(Stored data entries)
[Start of section]

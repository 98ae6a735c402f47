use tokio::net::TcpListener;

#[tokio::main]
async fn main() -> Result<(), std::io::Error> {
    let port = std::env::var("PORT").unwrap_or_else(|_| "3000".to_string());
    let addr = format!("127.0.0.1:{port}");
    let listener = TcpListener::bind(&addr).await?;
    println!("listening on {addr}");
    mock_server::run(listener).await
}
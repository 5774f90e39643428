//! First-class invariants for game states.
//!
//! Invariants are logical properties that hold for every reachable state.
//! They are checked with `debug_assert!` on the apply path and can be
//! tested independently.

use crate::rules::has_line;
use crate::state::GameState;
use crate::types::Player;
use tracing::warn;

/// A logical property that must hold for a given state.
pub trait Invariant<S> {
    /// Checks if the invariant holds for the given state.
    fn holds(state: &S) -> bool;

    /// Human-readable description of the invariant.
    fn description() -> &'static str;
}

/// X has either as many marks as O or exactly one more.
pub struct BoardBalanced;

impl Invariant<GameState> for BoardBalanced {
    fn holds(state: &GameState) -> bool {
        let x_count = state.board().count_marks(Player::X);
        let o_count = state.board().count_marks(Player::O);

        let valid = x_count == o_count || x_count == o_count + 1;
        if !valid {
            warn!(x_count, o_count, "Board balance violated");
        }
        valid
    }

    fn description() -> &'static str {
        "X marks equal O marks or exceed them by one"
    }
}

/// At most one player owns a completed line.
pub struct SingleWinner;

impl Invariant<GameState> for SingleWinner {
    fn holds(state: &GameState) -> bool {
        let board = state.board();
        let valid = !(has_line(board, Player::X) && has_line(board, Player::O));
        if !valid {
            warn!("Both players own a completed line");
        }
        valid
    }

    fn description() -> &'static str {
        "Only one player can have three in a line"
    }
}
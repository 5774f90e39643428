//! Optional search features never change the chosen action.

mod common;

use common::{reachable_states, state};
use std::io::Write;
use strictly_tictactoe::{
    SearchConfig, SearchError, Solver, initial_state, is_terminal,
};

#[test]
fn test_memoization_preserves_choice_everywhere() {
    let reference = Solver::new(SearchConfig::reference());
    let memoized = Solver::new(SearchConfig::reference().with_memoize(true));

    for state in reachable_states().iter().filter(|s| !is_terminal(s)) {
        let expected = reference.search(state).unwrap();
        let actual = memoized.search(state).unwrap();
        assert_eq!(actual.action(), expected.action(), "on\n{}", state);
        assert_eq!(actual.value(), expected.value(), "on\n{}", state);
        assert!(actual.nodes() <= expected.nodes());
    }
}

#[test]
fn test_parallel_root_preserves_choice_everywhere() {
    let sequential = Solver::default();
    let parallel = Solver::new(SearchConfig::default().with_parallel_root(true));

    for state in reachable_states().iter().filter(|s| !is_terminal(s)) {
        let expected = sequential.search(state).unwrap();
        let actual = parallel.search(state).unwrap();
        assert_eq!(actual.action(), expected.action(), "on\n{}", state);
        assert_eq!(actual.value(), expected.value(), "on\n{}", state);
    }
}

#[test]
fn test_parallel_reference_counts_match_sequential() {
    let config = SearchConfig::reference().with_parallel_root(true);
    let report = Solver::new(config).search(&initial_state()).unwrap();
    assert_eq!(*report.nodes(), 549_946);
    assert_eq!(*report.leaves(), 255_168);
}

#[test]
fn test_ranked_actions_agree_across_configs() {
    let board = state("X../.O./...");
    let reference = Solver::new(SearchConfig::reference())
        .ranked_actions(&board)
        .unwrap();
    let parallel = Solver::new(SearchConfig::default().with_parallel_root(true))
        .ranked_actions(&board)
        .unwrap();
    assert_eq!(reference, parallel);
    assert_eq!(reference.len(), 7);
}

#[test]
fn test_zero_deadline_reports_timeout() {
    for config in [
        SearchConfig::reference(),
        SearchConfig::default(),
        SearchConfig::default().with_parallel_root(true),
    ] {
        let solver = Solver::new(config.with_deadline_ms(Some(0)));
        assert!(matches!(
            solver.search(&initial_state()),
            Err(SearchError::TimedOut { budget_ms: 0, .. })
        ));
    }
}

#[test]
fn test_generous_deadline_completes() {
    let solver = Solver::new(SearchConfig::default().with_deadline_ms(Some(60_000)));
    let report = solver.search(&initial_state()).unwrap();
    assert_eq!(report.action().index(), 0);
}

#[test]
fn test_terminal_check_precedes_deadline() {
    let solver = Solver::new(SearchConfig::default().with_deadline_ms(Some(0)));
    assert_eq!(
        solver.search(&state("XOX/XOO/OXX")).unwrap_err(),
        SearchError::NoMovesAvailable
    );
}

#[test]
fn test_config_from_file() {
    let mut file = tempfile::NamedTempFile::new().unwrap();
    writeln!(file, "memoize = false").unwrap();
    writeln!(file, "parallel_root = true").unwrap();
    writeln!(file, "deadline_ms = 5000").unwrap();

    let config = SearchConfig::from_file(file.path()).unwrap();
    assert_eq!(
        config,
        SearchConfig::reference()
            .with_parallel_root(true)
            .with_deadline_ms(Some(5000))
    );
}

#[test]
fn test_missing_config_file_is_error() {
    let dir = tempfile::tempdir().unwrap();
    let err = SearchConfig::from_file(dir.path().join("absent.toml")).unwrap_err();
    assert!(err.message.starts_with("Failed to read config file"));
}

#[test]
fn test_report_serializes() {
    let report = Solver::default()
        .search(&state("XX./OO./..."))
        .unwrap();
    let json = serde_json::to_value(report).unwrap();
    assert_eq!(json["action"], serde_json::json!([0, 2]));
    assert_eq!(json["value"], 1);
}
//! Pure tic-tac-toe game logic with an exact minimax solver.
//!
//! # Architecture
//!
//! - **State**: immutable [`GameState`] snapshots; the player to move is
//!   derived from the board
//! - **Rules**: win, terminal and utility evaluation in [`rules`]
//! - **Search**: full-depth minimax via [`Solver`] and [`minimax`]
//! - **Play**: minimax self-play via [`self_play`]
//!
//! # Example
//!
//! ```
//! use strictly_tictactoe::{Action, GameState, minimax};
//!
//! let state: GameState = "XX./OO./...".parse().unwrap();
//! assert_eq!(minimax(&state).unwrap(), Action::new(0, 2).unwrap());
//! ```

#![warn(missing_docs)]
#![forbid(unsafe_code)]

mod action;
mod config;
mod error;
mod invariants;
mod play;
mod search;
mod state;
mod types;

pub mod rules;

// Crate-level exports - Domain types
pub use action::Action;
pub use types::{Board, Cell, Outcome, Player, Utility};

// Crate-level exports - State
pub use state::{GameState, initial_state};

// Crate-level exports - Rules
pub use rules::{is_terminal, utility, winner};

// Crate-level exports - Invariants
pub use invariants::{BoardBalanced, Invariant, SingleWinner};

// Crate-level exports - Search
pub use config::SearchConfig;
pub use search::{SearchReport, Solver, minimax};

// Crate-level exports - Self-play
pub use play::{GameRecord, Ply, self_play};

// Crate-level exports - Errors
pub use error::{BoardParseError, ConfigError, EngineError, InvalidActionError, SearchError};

[End of section]

### Work instruction
Restate word for word the entries above, starting at the line with "use tokio::net::TcpListener;" and ending at the line with "use crate::state::GameState;", inclusive, and no others.

### Exercise result
use tokio::net::TcpListener;

#[tokio::main]
async fn main() -> Result<(), std::io::Error> {
    let port = std::env::var("PORT").unwrap_or_else(|_| "3000".to_string());
    let addr = format!("127.0.0.1:{port}");
    let listener = TcpListener::bind(&addr).await?;
    println!("listening on {addr}");
    mock_server::run(listener).await
}
repository 5774f90e39643428
//! First-class invariants for game states.
//!
//! Invariants are logical properties that hold for every reachable state.
//! They are checked with `debug_assert!` on the apply path and can be
//! tested independently.

use crate::rules::has_line;
use crate::state::GameState;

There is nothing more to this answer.